We have ended the war on American energy — and we have ended the war on beautiful, clean coal,” Trump said. “We are now an exporter of energy to the world.”

And Trump called on Congress to pass a $1.5 trillion spending bill to prop up roads, water systems, railways and bridges. That effort, he said, would also require making it easier to rebuild America.

America is a nation of builders,” Trump said. “We built the Empire State Building in just one year — isn’t it a disgrace that it can now take 10 years just to get a permit approved for a simple road?”

The president also focused on immigration and “Dreamers,” immigrants who were brought to the United States as children but may soon have no protective status under the fading Deferred Action for Childhood Arrivals, or DACA, program. That can only be restored, though, Trump said, if Congress provides money to secure the southern border with a wall and moves to a merit-based visa system instead of one focused on family relatives.

Struggling communities, especially immigrant communities, will also be helped by immigration policies that focus on the best interests of American workers and American families,” Trump said.

Trump also said he had signed an executive order to keep open the prison at Guantanamo Bay, Cuba, where America has held many foreign people accused of terrorism ties. President Barack Obama had ordered the prison closed, but it is still operating.

“Terrorists who do things like place bombs in civilian hospitals are evil,” Trump said. “When possible, we annihilate them. When necessary, we must be able to detain and question them. But we must be clear: Terrorists are not merely criminals. They are unlawful enemy combatants. And when captured overseas, they should be treated like the terrorists they are.”

Sixteen years after the prison opened, 41 detainees remain at Guantanamo. Of the more than 700 who have been held there since 2002, few detainees have been charged with a crime, and fewer still have completed trial in a military court.

The president then revived his “America First” campaign mantra, promising that his “highest loyalty” remains with Americans.

My duty, and the sacred duty of every elected official in this chamber, is to defend Americans — to protect their safety, their families, their communities and their right to the American Dream,” Trump said. “Because Americans are dreamers, too.”

Rob Porter, who was Sen. Orrin Hatch’s chief of staff and is now the White House staff secretary, was one of the chief authors of the speech.
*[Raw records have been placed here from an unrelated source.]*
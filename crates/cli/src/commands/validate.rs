use std::io::Write;

use outlet_extensions::meta::ExtensionMeta;
use outlet_extensions::validators::{is_extension_point_id_valid, is_target_valid};
use outlet_extensions::{ExtensionError, OutletConfig, PluginMeta, RegisterReport, RejectedConfig};

use super::load_registries;

/// Prints one line per plugin plus one per rejection. Returns whether the
/// config registered cleanly.
pub fn run(config: &OutletConfig, out: &mut impl Write) -> anyhow::Result<bool> {
	let (_, mut reports) = load_registries(config);
	let host_plugin_id = config.runtime.host_plugin_id.as_str();

	for meta in config.apps.values() {
		let report = RegisterReport {
			added: 0,
			rejected: declared_rejections(meta, host_plugin_id),
		};
		if !report.is_clean() {
			match reports.iter_mut().find(|(plugin_id, _)| *plugin_id == meta.id) {
				Some((_, existing)) => existing.merge(report),
				None => reports.push((meta.id.clone(), report)),
			}
		}
	}

	let mut clean = true;
	for (plugin_id, report) in &reports {
		writeln!(
			out,
			"{plugin_id}: {} stored, {} rejected",
			report.added,
			report.rejected.len()
		)?;
		for rejected in &report.rejected {
			clean = false;
			let label = rejected.label.as_deref().unwrap_or("<untitled>");
			writeln!(out, "  {label}: {}", rejected.reason)?;
		}
	}
	Ok(clean)
}

/// Checks the declarations that only take effect once the app registers them.
fn declared_rejections(meta: &PluginMeta, host_plugin_id: &str) -> Vec<RejectedConfig> {
	let reject = |label: Option<&str>, reason| RejectedConfig {
		plugin_id: meta.id.clone(),
		label: label.map(str::to_string),
		reason,
	};
	let mut rejected: Vec<_> = meta
		.extensions
		.extension_points
		.iter()
		.filter(|point| !is_extension_point_id_valid(&point.id, &meta.id, host_plugin_id))
		.map(|point| reject(Some(point.id.as_str()), ExtensionError::InvalidExtensionPointId))
		.collect();

	let declared = meta
		.extensions
		.added_components
		.iter()
		.chain(&meta.extensions.added_file_handlers);
	for ExtensionMeta { title, targets, .. } in declared {
		let Some(title) = title.as_deref().filter(|t| !t.trim().is_empty()) else {
			rejected.push(reject(None, ExtensionError::TitleMissing));
			continue;
		};
		for _ in targets.iter().filter(|target| !is_target_valid(target)) {
			rejected.push(reject(Some(title), ExtensionError::InvalidTarget));
		}
	}
	rejected
}

#[cfg(test)]
mod tests {
	use pretty_assertions::assert_eq;

	use super::*;

	fn output(source: &str) -> (bool, String) {
		let config = OutletConfig::parse(source).unwrap();
		let mut out = Vec::new();
		let clean = run(&config, &mut out).unwrap();
		(clean, String::from_utf8(out).unwrap())
	}

	#[test]
	fn clean_config_reports_counts() {
		let (clean, text) = output(
			r#"
[[core.added_links]]
title = "Explore"
description = "d"
targets = ["grafana/menu", "grafana/toolbar"]
path = "/a/grafana/explore"
"#,
		);
		assert!(clean);
		assert_eq!(text, "grafana: 2 stored, 0 rejected\n");
	}

	#[test]
	fn rejections_are_listed_per_plugin() {
		let (clean, text) = output(
			r#"
[apps.acme.extensions]
extension_points = [{ id = "bad" }, { id = "acme/ok" }]
added_links = [
	{ title = "Open", description = "d", targets = "grafana/menu", path = "/a/other/x" },
	{ title = "Fine", description = "d", targets = "grafana/menu", path = "/a/acme/x" },
]
"#,
		);
		assert!(!clean);
		let lines: Vec<_> = text.lines().collect();
		assert_eq!(lines[0], "grafana: 0 stored, 0 rejected");
		assert_eq!(lines[1], "acme: 1 stored, 2 rejected");
		assert!(lines[2].starts_with("  Open: The \"path\""));
		assert!(lines[3].starts_with("  bad: Invalid extension point id."));
	}

	#[test]
	fn declared_components_and_file_handlers_are_checked() {
		let (clean, text) = output(
			r#"
[apps.acme.extensions]
added_components = [{ description = "no title", targets = "grafana/menu" }]
added_file_handlers = [
	{ title = "Import CSV", targets = ["dash/grid", ""] },
	{ title = "Import JSON", targets = "dash/grid" },
]
"#,
		);
		assert!(!clean);
		let lines: Vec<_> = text.lines().collect();
		assert_eq!(lines[1], "acme: 0 stored, 2 rejected");
		assert_eq!(lines[2], "  <untitled>: Title is missing.");
		assert!(lines[3].starts_with("  Import CSV: The target should be"));
	}
}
It was Trump’s second address to Congress; the first, which he gave in February, was technically a joint session because presidents don’t give a State of the Union speech in their first year in office.

Rep. Joe Kennedy III, D-Mass., offering his party’s official response to the address, charged that Trump’s presidency has further divided the country, especially along racial lines.
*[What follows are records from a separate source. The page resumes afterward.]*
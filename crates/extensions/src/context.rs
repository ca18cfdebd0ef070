//! Read-only view over the context value handed to extensions.
//!
//! Extensions receive a [`ReadOnlyContext`]: a shared, immutable
//! `serde_json::Value`. There is no accessor returning `&mut`, so plugin code
//! can read host state but never write it back. The host keeps ownership of
//! its own `Arc<Value>`; changing it later (via `Arc::make_mut`) clones rather
//! than mutating what extensions already hold.

use std::sync::Arc;

use serde::de::DeserializeOwned;
use serde::{Serialize, Serializer};
use serde_json::{Map, Value};
use thiserror::Error;

#[derive(Debug, Error)]
pub enum ContextError {
	#[error("context value could not be converted: {0}")]
	Convert(#[from] serde_json::Error),
}

#[derive(Debug, Clone, PartialEq)]
pub struct ReadOnlyContext(Arc<Value>);

impl ReadOnlyContext {
	pub fn new(value: Value) -> Self {
		Self(Arc::new(value))
	}

	/// Wraps a value the host already shares.
	pub fn from_shared(value: Arc<Value>) -> Self {
		Self(value)
	}

	/// An empty object, used when a consumer passes no context.
	pub fn empty() -> Self {
		Self::new(Value::Object(Map::new()))
	}

	pub fn from_serialize<T: Serialize>(value: &T) -> Result<Self, ContextError> {
		Ok(Self::new(serde_json::to_value(value)?))
	}

	pub fn as_value(&self) -> &Value {
		&self.0
	}

	/// Field of an object context; `None` for other shapes.
	pub fn get(&self, key: &str) -> Option<&Value> {
		self.0.get(key)
	}

	/// JSON pointer lookup (`/panel/title`).
	pub fn pointer(&self, pointer: &str) -> Option<&Value> {
		self.0.pointer(pointer)
	}

	pub fn get_str(&self, key: &str) -> Option<&str> {
		self.get(key).and_then(Value::as_str)
	}

	pub fn is_empty(&self) -> bool {
		match self.0.as_ref() {
			Value::Null => true,
			Value::Object(map) => map.is_empty(),
			Value::Array(items) => items.is_empty(),
			_ => false,
		}
	}

	/// Deserializes an owned copy; changes to the copy never reach the host.
	pub fn deserialize<T: DeserializeOwned>(&self) -> Result<T, ContextError> {
		Ok(serde_json::from_value(self.0.as_ref().clone())?)
	}

	pub fn ptr_eq(&self, other: &Self) -> bool {
		Arc::ptr_eq(&self.0, &other.0)
	}
}

impl Default for ReadOnlyContext {
	fn default() -> Self {
		Self::empty()
	}
}

impl Serialize for ReadOnlyContext {
	fn serialize<S: Serializer>(&self, serializer: S) -> Result<S::Ok, S::Error> {
		self.0.as_ref().serialize(serializer)
	}
}

#[cfg(test)]
mod tests {
	use serde::Deserialize;
	use serde_json::json;

	use super::*;

	#[derive(Debug, Deserialize, PartialEq)]
	struct Panel {
		title: String,
		targets: Vec<String>,
	}

	#[test]
	fn reads_fields_and_pointers() {
		let ctx = ReadOnlyContext::new(json!({ "panel": { "title": "CPU" }, "kind": "timeseries" }));
		assert_eq!(ctx.get_str("kind"), Some("timeseries"));
		assert_eq!(ctx.pointer("/panel/title"), Some(&json!("CPU")));
		assert!(ctx.get("missing").is_none());
	}

	#[test]
	fn copies_do_not_reach_the_host() {
		let host = Arc::new(json!({ "title": "CPU", "targets": ["A"] }));
		let ctx = ReadOnlyContext::from_shared(Arc::clone(&host));

		let mut copy: Panel = ctx.deserialize().unwrap();
		copy.title.push_str(" (edited)");
		copy.targets.clear();

		assert_eq!(host["title"], json!("CPU"));
		assert_eq!(host["targets"], json!(["A"]));
		assert_eq!(ctx.get_str("title"), Some("CPU"));
	}

	#[test]
	fn host_updates_do_not_change_frozen_views() {
		let mut host = Arc::new(json!({ "title": "CPU" }));
		let ctx = ReadOnlyContext::from_shared(Arc::clone(&host));

		Arc::make_mut(&mut host)["title"] = json!("Memory");

		assert_eq!(ctx.get_str("title"), Some("CPU"));
		assert_eq!(host["title"], json!("Memory"));
	}

	#[test]
	fn empty_context_is_an_object() {
		let ctx = ReadOnlyContext::empty();
		assert!(ctx.is_empty());
		assert!(ctx.as_value().is_object());
	}
}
It would be easy to dismiss the past year as chaos. Partisanship. Politics,” Kennedy said. “But it’s far bigger than that. This administration isn’t just targeting the laws that protect us — they are targeting the very idea that we are all worthy of protection.”

Kennedy, speaking from Fall River, Mass., added that pulling the country together is a “difficult task.”

Many [here] have spent the past year anxious, angry, afraid,” he said. “We all feel the fault lines of a fractured country. We hear the voices of Americans who feel forgotten and forsaken.”

But Kennedy also struck a positive note: that while Trump may not be the unifying figure he says he wants to be, America is resilient.

Bullies may land a punch. They might leave a mark,” Kennedy said. “But they have never, not once, in the history of our United States, managed to match the strength and spirit of a people united in defense of their future.”